(Collected data)
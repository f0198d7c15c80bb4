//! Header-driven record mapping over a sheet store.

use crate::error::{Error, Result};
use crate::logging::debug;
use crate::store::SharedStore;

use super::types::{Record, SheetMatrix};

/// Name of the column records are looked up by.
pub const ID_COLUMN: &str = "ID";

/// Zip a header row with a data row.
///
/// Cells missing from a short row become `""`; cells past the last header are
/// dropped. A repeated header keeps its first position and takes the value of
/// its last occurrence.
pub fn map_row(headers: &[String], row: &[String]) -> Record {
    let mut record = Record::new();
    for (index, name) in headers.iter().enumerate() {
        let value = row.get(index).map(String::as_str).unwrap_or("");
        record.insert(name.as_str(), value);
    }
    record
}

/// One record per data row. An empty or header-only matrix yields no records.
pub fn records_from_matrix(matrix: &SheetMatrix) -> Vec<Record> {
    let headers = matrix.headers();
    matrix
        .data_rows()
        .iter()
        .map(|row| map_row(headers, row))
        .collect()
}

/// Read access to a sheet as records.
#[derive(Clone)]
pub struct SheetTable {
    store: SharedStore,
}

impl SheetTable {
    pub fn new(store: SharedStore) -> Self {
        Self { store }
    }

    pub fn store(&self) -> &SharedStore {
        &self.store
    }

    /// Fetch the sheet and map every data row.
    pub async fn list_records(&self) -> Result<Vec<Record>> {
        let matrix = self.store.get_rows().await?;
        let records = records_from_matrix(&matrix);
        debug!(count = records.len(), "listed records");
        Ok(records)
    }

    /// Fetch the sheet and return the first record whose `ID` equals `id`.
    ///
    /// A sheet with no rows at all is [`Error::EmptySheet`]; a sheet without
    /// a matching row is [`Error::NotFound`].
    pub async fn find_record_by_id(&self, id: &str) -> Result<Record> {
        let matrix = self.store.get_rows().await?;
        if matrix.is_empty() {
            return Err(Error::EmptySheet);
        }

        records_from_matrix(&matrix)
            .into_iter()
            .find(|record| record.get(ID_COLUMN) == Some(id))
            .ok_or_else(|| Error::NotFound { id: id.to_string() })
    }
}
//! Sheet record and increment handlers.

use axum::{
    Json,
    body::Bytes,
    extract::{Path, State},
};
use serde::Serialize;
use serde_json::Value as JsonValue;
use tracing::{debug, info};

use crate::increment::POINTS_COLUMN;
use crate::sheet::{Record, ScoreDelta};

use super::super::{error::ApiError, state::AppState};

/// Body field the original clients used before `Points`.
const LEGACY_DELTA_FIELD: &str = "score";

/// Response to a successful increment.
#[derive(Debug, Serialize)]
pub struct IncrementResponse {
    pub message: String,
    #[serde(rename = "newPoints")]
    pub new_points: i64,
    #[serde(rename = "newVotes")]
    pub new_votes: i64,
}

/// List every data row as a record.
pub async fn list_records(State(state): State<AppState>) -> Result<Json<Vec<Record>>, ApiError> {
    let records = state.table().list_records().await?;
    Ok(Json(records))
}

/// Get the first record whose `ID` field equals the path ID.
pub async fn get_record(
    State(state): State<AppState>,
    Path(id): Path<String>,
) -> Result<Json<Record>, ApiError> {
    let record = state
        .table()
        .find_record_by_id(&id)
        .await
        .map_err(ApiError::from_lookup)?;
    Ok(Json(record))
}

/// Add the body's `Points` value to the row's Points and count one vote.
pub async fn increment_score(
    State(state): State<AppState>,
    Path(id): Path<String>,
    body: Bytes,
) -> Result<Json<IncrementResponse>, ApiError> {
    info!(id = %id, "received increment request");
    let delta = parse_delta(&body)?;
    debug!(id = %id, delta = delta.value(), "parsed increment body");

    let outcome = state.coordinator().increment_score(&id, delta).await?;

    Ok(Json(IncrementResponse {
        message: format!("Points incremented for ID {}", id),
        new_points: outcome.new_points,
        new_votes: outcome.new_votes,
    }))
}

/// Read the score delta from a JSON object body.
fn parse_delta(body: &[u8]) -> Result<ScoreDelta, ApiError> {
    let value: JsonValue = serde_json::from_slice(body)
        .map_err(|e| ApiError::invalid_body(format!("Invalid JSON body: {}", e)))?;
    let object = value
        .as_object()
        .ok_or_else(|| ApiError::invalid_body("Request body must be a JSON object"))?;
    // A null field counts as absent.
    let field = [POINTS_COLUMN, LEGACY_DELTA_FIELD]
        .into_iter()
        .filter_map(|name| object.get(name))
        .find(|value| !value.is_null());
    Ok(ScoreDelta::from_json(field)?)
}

• _Goal of the exercise_
Search the records for lines holding the word "Fetch", then copy each line you find.

• _Your response_
    /// Fetch the sheet and map every data row.
    /// Fetch the sheet and return the first record whose `ID` equals `id`.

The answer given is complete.